Publicado por: Ángel Rupérez


 A la hora de las despedidas, es fácil llorar. Obama lloró ayer o anteayer en Chicago mientras se despedía como presidente ante sus entusiastas partidarios. Había hecho un repaso a su mandato presidencial y había enumerado sus logros, quizás no tan vistosos pero sí suficientes como para estar satisfecho, y más viendo el terremoto ultraderechista que se avecina. Como dice un comentarista británico, también de raza negra, y no del todo satisfecho con su gestión, “le echaremos en falta”.
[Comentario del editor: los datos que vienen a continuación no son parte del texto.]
//! Socket lifecycle state machine.
//!
//! One service owns at most one live transport. Every state transition
//! fans out to listeners through a single delivery queue, so listener
//! code never runs on an I/O task, never concurrently with itself, and
//! sees events in transport arrival order.

use std::sync::atomic::{AtomicU64, Ordering};
use std::sync::{Arc, Weak};

use futures::{SinkExt, StreamExt};
use parking_lot::Mutex;
use tokio::sync::mpsc;
use tokio_tungstenite::connect_async;
use tokio_tungstenite::tungstenite::Message as WsMessage;
use url::Url;

use driftline_core::{event_types, ChatError, ChatEvent, User};

use crate::health::HealthMonitor;
use crate::listener::SocketListener;
use crate::parser::{EventsParser, ParsedFrame};

/// User id sent in the connection payload when no user is provided.
const ANONYMOUS_USER_ID: &str = "anonymous";

/// Everything needed to open (and re-open) a connection.
#[derive(Debug, Clone)]
pub struct ConnectionConf {
    /// Base endpoint ending in `/`, e.g. `wss://chat.example.com/`.
    pub endpoint: String,
    pub api_key: String,
    pub auth: AuthMode,
}

#[derive(Debug, Clone)]
pub enum AuthMode {
    Anonymous,
    Jwt { user: User, token: String },
}

impl ConnectionConf {
    pub fn anonymous(endpoint: impl Into<String>, api_key: impl Into<String>) -> Self {
        Self {
            endpoint: endpoint.into(),
            api_key: api_key.into(),
            auth: AuthMode::Anonymous,
        }
    }

    pub fn jwt(
        endpoint: impl Into<String>,
        api_key: impl Into<String>,
        user: User,
        token: impl Into<String>,
    ) -> Self {
        Self {
            endpoint: endpoint.into(),
            api_key: api_key.into(),
            auth: AuthMode::Jwt {
                user,
                token: token.into(),
            },
        }
    }
}

/// Build the signed connection URL:
/// `{endpoint}connect?json={payload}&api_key={key}` plus either
/// `stream-auth-type=anonymous` or `authorization={token}&stream-auth-type=jwt`.
pub fn build_connection_url(conf: &ConnectionConf) -> Result<Url, ChatError> {
    let user = match &conf.auth {
        AuthMode::Anonymous => User::new(ANONYMOUS_USER_ID),
        AuthMode::Jwt { user, .. } => user.clone(),
    };
    let user_details =
        serde_json::to_value(&user).map_err(|e| ChatError::Serialization(e.to_string()))?;
    let payload = serde_json::json!({
        "user_details": user_details,
        "user_id": user.id,
        "server_determines_connection_id": true,
    });

    let mut url = Url::parse(&format!("{}connect", conf.endpoint))
        .map_err(|e| ChatError::InvalidUrl(e.to_string()))?;
    {
        let mut query = url.query_pairs_mut();
        query.append_pair("json", &payload.to_string());
        query.append_pair("api_key", &conf.api_key);
        match &conf.auth {
            AuthMode::Anonymous => {
                query.append_pair("stream-auth-type", "anonymous");
            }
            AuthMode::Jwt { token, .. } => {
                query.append_pair("authorization", token);
                query.append_pair("stream-auth-type", "jwt");
            }
        }
    }
    Ok(url)
}

/// Connection lifecycle state. `Error` is transient: it always settles
/// into `Disconnected` within the same transition.
#[derive(Debug, Clone, PartialEq)]
pub enum ConnectionState {
    Disconnected,
    Connecting,
    Connected(ChatEvent),
    Error(ChatError),
}

/// One queued listener notification.
pub(crate) enum Delivery {
    Connecting,
    Connected(ChatEvent),
    Disconnected,
    Error(ChatError),
    Event(ChatEvent),
}

struct TransportHandle {
    write_tx: mpsc::UnboundedSender<WsMessage>,
}

struct ServiceInner {
    state: Mutex<ConnectionState>,
    listeners: Mutex<Vec<Arc<dyn SocketListener>>>,
    conf: Mutex<Option<ConnectionConf>>,
    transport: Mutex<Option<TransportHandle>>,
    delivery_tx: mpsc::UnboundedSender<Delivery>,
    monitor: HealthMonitor,
    // bumped on every open and teardown so callbacks from a replaced
    // transport are ignored
    generation: AtomicU64,
    #[cfg(test)]
    monitor_failures: std::sync::atomic::AtomicUsize,
}

/// Cheap-to-clone handle to the connection service.
#[derive(Clone)]
pub struct ChatSocketService {
    inner: Arc<ServiceInner>,
}

impl Default for ChatSocketService {
    fn default() -> Self {
        Self::new()
    }
}

impl ChatSocketService {
    /// Create the service and spawn its delivery and monitor tasks.
    /// Must be called within a tokio runtime.
    pub fn new() -> Self {
        let (delivery_tx, delivery_rx) = mpsc::unbounded_channel();
        let inner = Arc::new_cyclic(|weak: &Weak<ServiceInner>| {
            let probe_target = weak.clone();
            let retry_target = weak.clone();
            let monitor = HealthMonitor::new(
                move || {
                    if let Some(inner) = probe_target.upgrade() {
                        inner.send_health_check();
                    }
                },
                move || {
                    if let Some(inner) = retry_target.upgrade() {
                        inner.retry_connect();
                    }
                },
            );
            ServiceInner {
                state: Mutex::new(ConnectionState::Disconnected),
                listeners: Mutex::new(Vec::new()),
                conf: Mutex::new(None),
                transport: Mutex::new(None),
                delivery_tx,
                monitor,
                generation: AtomicU64::new(0),
                #[cfg(test)]
                monitor_failures: std::sync::atomic::AtomicUsize::new(0),
            }
        });
        tokio::spawn(delivery_loop(Arc::downgrade(&inner), delivery_rx));
        Self { inner }
    }

    /// Open a connection, tearing down any live one first. Safe to call in
    /// any state. The conf is stored for later reconnects.
    pub fn connect(&self, conf: ConnectionConf) {
        self.inner.monitor.reset();
        *self.inner.conf.lock() = Some(conf.clone());
        self.inner.begin_connect(conf, false);
    }

    /// Re-open using the stored conf. No-op when `disconnect` cleared it.
    pub fn reconnect(&self) {
        self.inner.retry_connect();
    }

    /// Close the connection and drop the stored conf so nothing reconnects.
    /// Safe in any state; an already-disconnected service stays silent.
    pub fn disconnect(&self) {
        self.inner.monitor.reset();
        *self.inner.conf.lock() = None;
        let was_live = {
            let mut state = self.inner.state.lock();
            let was_live = !matches!(*state, ConnectionState::Disconnected);
            *state = ConnectionState::Disconnected;
            was_live
        };
        self.inner.close_transport();
        if was_live {
            tracing::info!("disconnected by request");
            let _ = self.inner.delivery_tx.send(Delivery::Disconnected);
        }
    }

    /// Enqueue an outbound frame. Returns immediately; delivery is
    /// best-effort once the frame is handed to the write loop.
    pub fn send_event(&self, event: &serde_json::Value) -> Result<(), ChatError> {
        let text =
            serde_json::to_string(event).map_err(|e| ChatError::Serialization(e.to_string()))?;
        let guard = self.inner.transport.lock();
        let Some(transport) = guard.as_ref() else {
            return Err(ChatError::Socket("no open connection".into()));
        };
        transport
            .write_tx
            .send(WsMessage::Text(text))
            .map_err(|_| ChatError::Socket("no open connection".into()))
    }

    pub fn add_listener(&self, listener: Arc<dyn SocketListener>) {
        self.inner.listeners.lock().push(listener);
    }

    /// Remove by identity. Effective for all future deliveries; an
    /// already-queued delivery may still be observed once.
    pub fn remove_listener(&self, listener: &Arc<dyn SocketListener>) {
        self.inner
            .listeners
            .lock()
            .retain(|l| !Arc::ptr_eq(l, listener));
    }

    pub fn state(&self) -> ConnectionState {
        self.inner.state.lock().clone()
    }

    pub fn is_connected(&self) -> bool {
        matches!(*self.inner.state.lock(), ConnectionState::Connected(_))
    }

    /// The server-assigned connection id, while connected.
    pub fn connection_id(&self) -> Option<String> {
        match &*self.inner.state.lock() {
            ConnectionState::Connected(event) => match &event.payload {
                driftline_core::EventPayload::Connected { connection_id, .. } => {
                    Some(connection_id.clone())
                }
                _ => None,
            },
            _ => None,
        }
    }

    #[cfg(test)]
    pub(crate) fn deliver(&self, delivery: Delivery) {
        let _ = self.inner.delivery_tx.send(delivery);
    }

    #[cfg(test)]
    pub(crate) fn listener_count(&self) -> usize {
        self.inner.listeners.lock().len()
    }

    /// How many times a socket failure was handed to the health monitor.
    #[cfg(test)]
    pub(crate) fn monitor_failures(&self) -> usize {
        self.inner
            .monitor_failures
            .load(std::sync::atomic::Ordering::SeqCst)
    }
}
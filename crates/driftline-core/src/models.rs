use chrono::{DateTime, Utc};
use serde::{Deserialize, Serialize};

/// A chat user as carried on event frames.
#[derive(Debug, Clone, Default, PartialEq, Serialize, Deserialize)]
pub struct User {
    pub id: String,
    #[serde(default)]
    pub name: String,
    #[serde(default)]
    pub image: String,
    #[serde(default)]
    pub role: String,
}

impl User {
    pub fn new(id: impl Into<String>) -> Self {
        Self {
            id: id.into(),
            ..Self::default()
        }
    }
}

/// A channel payload embedded in events.
///
/// `cid` is the composite identifier `{channel_type}:{id}`.
#[derive(Debug, Clone, Default, PartialEq, Serialize, Deserialize)]
pub struct Channel {
    #[serde(default)]
    pub cid: String,
    #[serde(default)]
    pub id: String,
    #[serde(rename = "type", default)]
    pub channel_type: String,
    #[serde(default)]
    pub name: String,
    #[serde(default)]
    pub members: Vec<Member>,
    #[serde(default)]
    pub created_at: Option<DateTime<Utc>>,
}

/// A channel membership entry.
#[derive(Debug, Clone, Default, PartialEq, Serialize, Deserialize)]
pub struct Member {
    pub user: User,
}

/// Message type marking server-generated system messages. System messages
/// must never surface a channel into an active query result.
pub const MESSAGE_TYPE_SYSTEM: &str = "system";

/// A message payload embedded in events.
#[derive(Debug, Clone, Default, PartialEq, Serialize, Deserialize)]
pub struct Message {
    pub id: String,
    #[serde(default)]
    pub cid: String,
    #[serde(default)]
    pub text: String,
    #[serde(rename = "type", default)]
    pub message_type: String,
    #[serde(default)]
    pub user: Option<User>,
    #[serde(default)]
    pub created_at: Option<DateTime<Utc>>,
}

impl Message {
    /// True for server-generated system messages.
    pub fn is_system(&self) -> bool {
        self.message_type == MESSAGE_TYPE_SYSTEM
    }
}

/// A reaction payload embedded in events.
#[derive(Debug, Clone, Default, PartialEq, Serialize, Deserialize)]
pub struct Reaction {
    #[serde(default)]
    pub message_id: String,
    #[serde(rename = "type", default)]
    pub reaction_type: String,
    #[serde(default)]
    pub user_id: String,
    #[serde(default)]
    pub score: i32,
}

/// Opaque channel-list query filter.
///
/// The connection core never interprets it; it is passed through to
/// event handlers so application-specific policies can match against the
/// query that produced a channel collection.
#[derive(Debug, Clone, Default, PartialEq, Serialize, Deserialize)]
pub struct FilterObject(pub serde_json::Map<String, serde_json::Value>);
    Justo después de ver un resumen de  la intervención de Obama, pude ver en directo la rueda de prensa en Nueva York que dio ayer el presidente entrante, Donald Trump. Viendo la actuación de los dos, y sus estilos oratorios, hay sobradas razones para pensar que, efectivamente, echaremos en falta a Obama, por muchas razones.  Y una de ellas, y no menos importante, tiene que ver los modos y no exactamente con las políticas, aunque también con estas, obviamente.  Obama es vehemente pero también tranquilo y, aunque  no excluya la  crítica acerba si es necesario, jamás  cae en la descalificación del adversario en términos de rudo estilo callejero. Por contrate, ayer vimos a Trump callar la boca a los periodistas incómodos que le hacían preguntas incómodas con un estilo llamativamente hosco y groseramente autoritario, con su dedo índice de su mano esgrimida como lanza apuntando y amenazando. Al ver esas imágenes, comprendí que Obama lloraba  en parte por lo que se le viene encima al país.

     Pero no solo lloró por eso sino que también lloró por ver que todo su pasado presidencial llegaba su fin y con él una parte de su vida. Al acarrear todo ese pasado, invocado por el aroma de la despedida, cobraron protagonismo  su mujer y su hija mayor, allí presentes. En ese instante, sin poderlo evitar, se le cayeron las lágrimas. A todos nos ocurre, y es esa reacción,   contra la que nada puede ningún controlador interno, la que nos hermana a todos los seres humanos, sea cual sea nuestra condición, raza, edad, cultura, religión…Es lo que podríamos llamar “un universal del sentimiento”, por tomar prestada la expresión a Antonio Machado. ¿Por qué es tan poderosa esa causa? ¿Por qué nadie puede pararla?   

    Obama sacó  su pañuelo, se enjugó las lágrimas, y a continuación las cámaras enfocaron a su mujer y su hija. Esta también estuvo a punto de llorar pero Michelle solo sonrió y se acompañó la mano al corazón, donde viven los sentimientos, según esa bonita convención que ignora que es el cerebro el dueño de todo y el corazón un simple pero portentoso regador. Con esa mano Michelle quise decir: “Acepto tu amor y te lo devuelvo”.  Era la suya una expresión de alegría por verse amada en público de esa manera, pues el amor es una forma suprema de la alegría y una de sus expresiones gestuales puede ser también la sonrisa, una sonrisa amplia, expansiva, volcada también en la mirada, que también brilló en ese instante, de una manera que parecía tener dentro de sí la sangre del corazón antes invocado, una sangre iluminada, con más luz de la acostumbrada. 

  Mientras tanto, Trump hablaba de muros que se alzarían entre México y EEUU, y solo esa expresión movilizaba otras emociones, todas ellas contrarias al amor. Me disgustó enormemente oírle hablar así, y me dio miedo que alguien hablara así. Su gestualidad era amenazante, y avisaba sin duda de tiempos oscuros. No había ninguna duda: Obama lloró por la despedida en sí, por su pasado recuperado por medio de un tropel de recuerdos y por la emoción que le produjo saber que todo había sido posible gracias a su familia, a la que amaba. Pero también lloró por otra cosa, de un modo inconsciente: lloró porque se avecinaban tiempos oscuros para su país y para todos los que, por múltiples razones, no dejamos de amar a ese país.